Week In Review: On the Up and Up 14 May 2021

Week In Review:  On the Up and Up

US equity indexes were down on the week: DJIA -1.1%, S&P 500 -1.4%, NASDAQ  -2.3%. Wednesday had the largest drawn down in the indexes. See here for equity drawdowns in context looking at two-week periods since January 2018. For the Nasdaq it was a big, unusually quick move. On Friday, the indexes rallied but still finished lower on week.  The catalyst for the sell-off was inflation fears hitting sentiment as US April CPI came in hot (see paragraph below).  

On the Up and Up:  Senior Advisor Chris Marsh took a look at the CPI numbers: “The US Consumer Price Index (CPI) surprised sharply to the upside this week, recording 4.1%YoY (3.6% expected) with Core CPI at 3.0%YoY (2.3% expected.) The chart below shows the 25 largest price increases (MoM%) by individual product category. The 5 largest price increases were in car and truck rentals, airline fares, admission to sporting events, used cars and trucks, and lodging away from home (including hotels and motels.) Also noteworthy are the increases in prices of children’s clothing and footwear as well as toys and playground equipment.

In short, despite all the talk of commodity and traded good price inflation pressure, non-traded goods related to the re-opening of the economy, and travel in particular, are leading the way.
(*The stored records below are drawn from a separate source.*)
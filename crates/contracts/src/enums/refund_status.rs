use serde::{Deserialize, Serialize};

/// Progress of the refund itself, independent of the return order status
#[derive(Debug, Clone, Copy, PartialEq, Eq, Hash, Serialize, Deserialize)]
#[serde(rename_all = "SCREAMING_SNAKE_CASE")]
pub enum RefundStatus {
    Pending,
    Processing,
    Completed,
    Failed,
    Partial,
    Cancelled,
}

impl RefundStatus {
    /// Wire code of the status
    pub fn code(&self) -> &'static str {
        match self {
            RefundStatus::Pending => "PENDING",
            RefundStatus::Processing => "PROCESSING",
            RefundStatus::Completed => "COMPLETED",
            RefundStatus::Failed => "FAILED",
            RefundStatus::Partial => "PARTIAL",
            RefundStatus::Cancelled => "CANCELLED",
        }
    }

    /// Human-readable name
    pub fn display_name(&self) -> &'static str {
        match self {
            RefundStatus::Pending => "Pending",
            RefundStatus::Processing => "Processing",
            RefundStatus::Completed => "Completed",
            RefundStatus::Failed => "Failed",
            RefundStatus::Partial => "Partial",
            RefundStatus::Cancelled => "Cancelled",
        }
    }

    /// All statuses
    pub fn all() -> Vec<RefundStatus> {
        vec![
            RefundStatus::Pending,
            RefundStatus::Processing,
            RefundStatus::Completed,
            RefundStatus::Failed,
            RefundStatus::Partial,
            RefundStatus::Cancelled,
        ]
    }

    /// Parse from a wire code
    pub fn from_code(code: &str) -> Option<Self> {
        match code {
            "PENDING" => Some(RefundStatus::Pending),
            "PROCESSING" => Some(RefundStatus::Processing),
            "COMPLETED" => Some(RefundStatus::Completed),
            "FAILED" => Some(RefundStatus::Failed),
            "PARTIAL" => Some(RefundStatus::Partial),
            "CANCELLED" => Some(RefundStatus::Cancelled),
            _ => None,
        }
    }
}

impl ToString for RefundStatus {
    fn to_string(&self) -> String {
        self.code().to_string()
    }
}
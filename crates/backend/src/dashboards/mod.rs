//! Dashboards: read-only aggregated views over the domain tables.

pub mod d100_returns_summary;
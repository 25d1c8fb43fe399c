use tracing_subscriber::{layer::SubscriberExt, util::SubscriberInitExt};

/// Set up the tracing stack.
///
/// Log lines go to:
/// - stdout (with colors)
/// - logs/backend.log next to the executable (without colors)
pub fn initialize() -> anyhow::Result<()> {
    println!("========================================");
    println!("  LOGGING SYSTEM INITIALIZATION");
    println!("========================================\n");

    let log_dir = if let Ok(exe_path) = std::env::current_exe() {
        if let Some(exe_dir) = exe_path.parent() {
            let dir = exe_dir.join("logs");
            println!("✓ Log directory (next to exe): {}", dir.display());
            dir
        } else {
            let dir = std::path::Path::new("target").join("logs");
            println!("ℹ Using default log directory: {}", dir.display());
            dir
        }
    } else {
        let dir = std::path::Path::new("target").join("logs");
        println!("ℹ Using default log directory: {}", dir.display());
        dir
    };

    if let Err(e) = std::fs::create_dir_all(&log_dir) {
        println!("✗ ERROR: Cannot create log directory: {}", e);
        println!("  Error kind: {:?}\n", e.kind());
        return Err(anyhow::anyhow!("Cannot create log directory: {}", e));
    }

    let log_file_path = log_dir.join("backend.log");
    println!("✓ Log file path: {}\n", log_file_path.display());

    let log_file = match std::fs::OpenOptions::new()
        .create(true)
        .append(true)
        .open(&log_file_path)
    {
        Ok(f) => f,
        Err(e) => {
            println!("✗ ERROR: Cannot open log file: {}", e);
            println!("  Error kind: {:?}", e.kind());
            println!("  Path: {}\n", log_file_path.display());
            return Err(anyhow::anyhow!("Cannot open log file: {}", e));
        }
    };

    let log_level =
        std::env::var("RUST_LOG").unwrap_or_else(|_| "info,sqlx=warn,sea_orm=warn".into());
    println!("✓ Log level: {}", log_level);

    tracing_subscriber::registry()
        .with(tracing_subscriber::EnvFilter::new(log_level))
        .with(tracing_subscriber::fmt::layer())
        .with(
            tracing_subscriber::fmt::layer()
                .with_writer(std::sync::Arc::new(log_file))
                .with_ansi(false),
        )
        .init();

    println!("✓ Tracing subscriber initialized");
    println!("========================================\n");

    Ok(())
}
use anyhow::Result;
use chrono::{DateTime, Duration, Utc};
use contracts::dashboards::d100_returns_summary::{
    ConditionSlice, DispositionSlice, MetricsPeriod, MetricsTotals, ReasonSlice,
    RestockingMetrics, ReturnMetrics, ReturnStatusCounts, TopReturnedProduct,
};
use contracts::enums::{ReturnCondition, ReturnDisposition, ReturnReason, ReturnStatus};
use std::collections::HashMap;

use super::repository;
use super::repository::ItemOccurrenceRow;

const TOP_PRODUCTS_LIMIT: usize = 5;

/// Live count of open and finished returns per lifecycle status.
pub async fn get_status_counts() -> Result<ReturnStatusCounts> {
    let rows = repository::status_counts().await?;

    let mut counts = ReturnStatusCounts::default();
    for row in rows {
        match ReturnStatus::from_code(&row.status) {
            Some(status) => counts.add(status, row.cnt),
            None => tracing::warn!("Skipping unknown return status in counts: {}", row.status),
        }
    }
    Ok(counts)
}

/// Full returns picture for a reporting period.
///
/// Omitted bounds default to the last 30 days ending now.
pub async fn get_metrics(
    start: Option<DateTime<Utc>>,
    end: Option<DateTime<Utc>>,
) -> Result<ReturnMetrics> {
    let end = end.unwrap_or_else(Utc::now);
    let start = start.unwrap_or_else(|| end - Duration::days(30));

    let totals_row = repository::totals_for_period(start, end).await?;
    let order_count = repository::order_count_for_period(start, end).await?;

    let totals = MetricsTotals {
        return_count: totals_row.return_count,
        return_rate: percentage(totals_row.return_count, order_count),
        total_refund_amount: totals_row.total_refund_amount,
        average_refund_amount: totals_row.average_refund_amount,
        average_processing_days: totals_row.average_processing_days,
    };

    // Reason breakdown comes from the order headers, condition and
    // disposition from the recorded inspection verdicts.
    let reason_rows = repository::reason_counts(start, end).await?;
    let reason_total: i64 = reason_rows.iter().map(|r| r.cnt).sum();
    let mut by_reason = Vec::new();
    for row in reason_rows {
        if let Some(code) = row.code {
            match ReturnReason::from_code(&code) {
                Some(reason) => by_reason.push(ReasonSlice {
                    reason,
                    count: row.cnt,
                    percentage: percentage(row.cnt, reason_total),
                }),
                None => tracing::warn!("Skipping unknown return reason in metrics: {}", code),
            }
        }
    }

    let condition_rows = repository::condition_counts(start, end).await?;
    let condition_total: i64 = condition_rows.iter().map(|r| r.cnt).sum();
    let mut by_condition = Vec::new();
    for row in condition_rows {
        if let Some(code) = row.code {
            match ReturnCondition::from_code(&code) {
                Some(condition) => by_condition.push(ConditionSlice {
                    condition,
                    count: row.cnt,
                    percentage: percentage(row.cnt, condition_total),
                }),
                None => tracing::warn!("Skipping unknown condition in metrics: {}", code),
            }
        }
    }

    let disposition_rows = repository::disposition_counts(start, end).await?;
    let disposition_total: i64 = disposition_rows.iter().map(|r| r.cnt).sum();
    let mut by_disposition = Vec::new();
    for row in disposition_rows {
        if let Some(code) = row.code {
            match ReturnDisposition::from_code(&code) {
                Some(disposition) => by_disposition.push(DispositionSlice {
                    disposition,
                    count: row.cnt,
                    percentage: percentage(row.cnt, disposition_total),
                }),
                None => tracing::warn!("Skipping unknown disposition in metrics: {}", code),
            }
        }
    }

    let occurrences = repository::item_occurrences(start, end).await?;
    let top_returned_products = rank_products(occurrences);

    let restocking_row = repository::restocking_counts(start, end).await?;
    let restocking_metrics = RestockingMetrics {
        total_received: restocking_row.total_received,
        total_restocked: restocking_row.total_restocked,
        total_disposed: restocking_row.total_disposed,
        restock_rate: percentage(restocking_row.total_restocked, restocking_row.total_received),
    };

    Ok(ReturnMetrics {
        period: MetricsPeriod { start, end },
        totals,
        by_reason,
        by_condition,
        by_disposition,
        top_returned_products,
        restocking_metrics,
    })
}

fn percentage(count: i64, total: i64) -> f64 {
    if total > 0 {
        count as f64 / total as f64 * 100.0
    } else {
        0.0
    }
}

/// Fold per-item occurrences into the most-returned-products ranking.
///
/// `return_count` counts return orders naming the SKU (an order carries a
/// SKU at most once); `primary_reason` is the most frequent order-level
/// reason among those orders.
fn rank_products(rows: Vec<ItemOccurrenceRow>) -> Vec<TopReturnedProduct> {
    struct ProductAgg {
        product_name: String,
        return_count: i64,
        total_quantity: i64,
        reasons: HashMap<ReturnReason, i64>,
    }

    let mut by_sku: HashMap<String, ProductAgg> = HashMap::new();
    for row in rows {
        let reason = row
            .reason
            .as_deref()
            .and_then(ReturnReason::from_code)
            .unwrap_or(ReturnReason::Other);

        let product_name = row.product_name;
        let agg = by_sku.entry(row.sku).or_insert_with(|| ProductAgg {
            product_name,
            return_count: 0,
            total_quantity: 0,
            reasons: HashMap::new(),
        });
        agg.return_count += 1;
        agg.total_quantity += row.quantity;
        *agg.reasons.entry(reason).or_insert(0) += 1;
    }

    let mut products: Vec<TopReturnedProduct> = by_sku
        .into_iter()
        .map(|(sku, agg)| {
            let primary_reason = agg
                .reasons
                .into_iter()
                .max_by_key(|(_, n)| *n)
                .map(|(reason, _)| reason)
                .unwrap_or(ReturnReason::Other);
            TopReturnedProduct {
                sku,
                product_name: agg.product_name,
                return_count: agg.return_count,
                total_quantity: agg.total_quantity,
                primary_reason,
            }
        })
        .collect();

    products.sort_by(|a, b| {
        b.return_count
            .cmp(&a.return_count)
            .then(b.total_quantity.cmp(&a.total_quantity))
            .then(a.sku.cmp(&b.sku))
    });
    products.truncate(TOP_PRODUCTS_LIMIT);
    products
}

#[cfg(test)]
mod tests {
    use super::*;

    fn row(sku: &str, name: &str, reason: &str, quantity: i64) -> ItemOccurrenceRow {
        ItemOccurrenceRow {
            sku: sku.to_string(),
            product_name: name.to_string(),
            reason: Some(reason.to_string()),
            quantity,
        }
    }

    #[test]
    fn test_percentage() {
        assert_eq!(percentage(1, 4), 25.0);
        assert_eq!(percentage(0, 4), 0.0);
        assert_eq!(percentage(3, 0), 0.0);
    }

    #[test]
    fn test_rank_products_orders_by_return_count_then_quantity() {
        let rows = vec![
            row("SKU-A", "Desk Lamp", "DEFECTIVE", 1),
            row("SKU-A", "Desk Lamp", "DEFECTIVE", 2),
            row("SKU-B", "Mug", "NOT_AS_DESCRIBED", 10),
            row("SKU-C", "Chair", "DEFECTIVE", 1),
            row("SKU-C", "Chair", "NO_LONGER_NEEDED", 1),
        ];

        let ranked = rank_products(rows);
        assert_eq!(ranked.len(), 3);
        assert_eq!(ranked[0].sku, "SKU-A");
        assert_eq!(ranked[0].return_count, 2);
        assert_eq!(ranked[0].total_quantity, 3);
        assert_eq!(ranked[0].primary_reason, ReturnReason::Defective);
        assert_eq!(ranked[1].sku, "SKU-C");
        assert_eq!(ranked[2].sku, "SKU-B");
        assert_eq!(ranked[2].total_quantity, 10);
    }

    #[test]
    fn test_rank_products_keeps_top_five() {
        let mut rows = Vec::new();
        for i in 0..8 {
            for _ in 0..=i {
                rows.push(row(&format!("SKU-{i}"), "Widget", "OTHER", 1));
            }
        }

        let ranked = rank_products(rows);
        assert_eq!(ranked.len(), 5);
        assert_eq!(ranked[0].sku, "SKU-7");
        assert_eq!(ranked[4].sku, "SKU-3");
    }

    #[test]
    fn test_rank_products_falls_back_to_other_for_unknown_reason() {
        let rows = vec![ItemOccurrenceRow {
            sku: "SKU-X".to_string(),
            product_name: "Widget".to_string(),
            reason: None,
            quantity: 1,
        }];

        let ranked = rank_products(rows);
        assert_eq!(ranked[0].primary_reason, ReturnReason::Other);
    }
}
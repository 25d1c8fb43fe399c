use axum::{extract::Json, http::StatusCode};
use contracts::shared::logger::{CreateLogRequest, LogEntry};

use crate::shared::logger::repository;

/// GET /api/logs, newest first
pub async fn list_all() -> Result<Json<Vec<LogEntry>>, StatusCode> {
    let logs = repository::get_all_logs().await.map_err(|e| {
        tracing::error!("Failed to load logs: {}", e);
        StatusCode::INTERNAL_SERVER_ERROR
    })?;

    Ok(Json(logs))
}

/// POST /api/logs lets API clients append their own records
pub async fn create(Json(request): Json<CreateLogRequest>) -> Result<StatusCode, StatusCode> {
    repository::log_event(&request.source, &request.category, &request.message)
        .await
        .map_err(|e| {
            tracing::error!("Failed to write log record: {}", e);
            StatusCode::INTERNAL_SERVER_ERROR
        })?;

    Ok(StatusCode::CREATED)
}

/// DELETE /api/logs
pub async fn clear_all() -> Result<StatusCode, StatusCode> {
    repository::clear_all_logs().await.map_err(|e| {
        tracing::error!("Failed to clear logs: {}", e);
        StatusCode::INTERNAL_SERVER_ERROR
    })?;

    Ok(StatusCode::OK)
}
That said, this is nothing to concern the Fed. A one-off repricing of services post-lockdown can be expected, but does not imply permanent inflation pressure.”

 

Chart: US April CPI –  25 largest price increases (MoM%) by individual product category

 
Ahead Next Week: Select economic releases. Next week sees  FOMC and RBA minutes; CPI reads in UK/EZ/Canada/South Africa/Japan; Australia and UK employment; US TIC data, NZ budget, PMIs in UK/Germany/EZ; ECB Financial Stability Review, Trade Balance Norway/EZ/Japan.
 
Sunday, May 16: China House Prices (Apr), China Fixed Asset Investment (Apr), China Retail Sales (Apr).
Monday, May 17: Norway holiday, Further easing of lockdown restrictions in England, EZ Reserve Assets (Apr), Canada Foreign Securities Purchases (Mar), US NAHB Housing Index (May), Fed’s Clarida speaks on sovereign markets/global factors, BoE’s Haldane speaks on history and policy, US TIC Data (Mar), Japan GDP (Q1), RBA Minutes. 
Tuesday, May 18:  UK Employment (Mar), UK Claimant Count change (Apr), Norway Trade Balance (Apr), EZ GDP (Q1), EZ Employment change, EZ Trade Balance (Mar), Australia Westpac Consumer Sentiment (May), Australia Wage Price Index (Q1). 
Wednesday, May 19:  South Korea Holiday, South Africa CPI (Apr), UK CPI (Apr), EZ CPI (Apr), Publication of ECB Financial Stability Review, Canada CPI (Apr), FOMC Meeting Minutes, Japan Trade Balance (Apr), Japan Foreign Investment in Japanese stocks/Foreign bond buying, Australia Employment (Apr), PBOC Loan Prime Rate, NZ Annual budget. 
Thursday, May 20: EZ Current Account (Mar), SARB monetary policy decision, US Initial Jobless Claims, Japan CPI (Apr).
Friday, May 21: UK Retail Sales (Apr), Germany Mfg/Services PMIs (May), EZ Mfg/Services PMIs (May), UK Mfg/Services PMIs (May), Canada Retail Sales (Mar). 
 

 

USD Comment

USD strengthened on the week. Risk-off sentiment lead to the first USD outperformance since March. The USD has outperformed 0.51% on our metric this week, about in line with the historical relationship (chart below).

The DXY Index ranged 90.02-90.87 – remaining above key 90.00 support. GBP was the strongest currency vs. USD in the G10. The high in Sterling was 1.4164. EURUSD ranged 1.2179-1.2053 – its failure to break higher kept the DXY Index above 90.00 support. JPY weakened vs. USD. The USDJPY high was 109.73 – the pair rose mid-week along with the US 10 year yield. Higher beta currencies AUD, NZD, and NOK also weakened vs. USD, impacted by the risk off sentiment. CAD was not as impacted and managed to appreciate vs. USD. CAD is supported by a less dovish BoC and an improving vaccination rate. 

 

Coronavirus Update

Vaccine administrations in the EU continue to accelerate, and they are not far from 1% of the population per day. Compared to Q1, we are observing a very big (positive) difference. 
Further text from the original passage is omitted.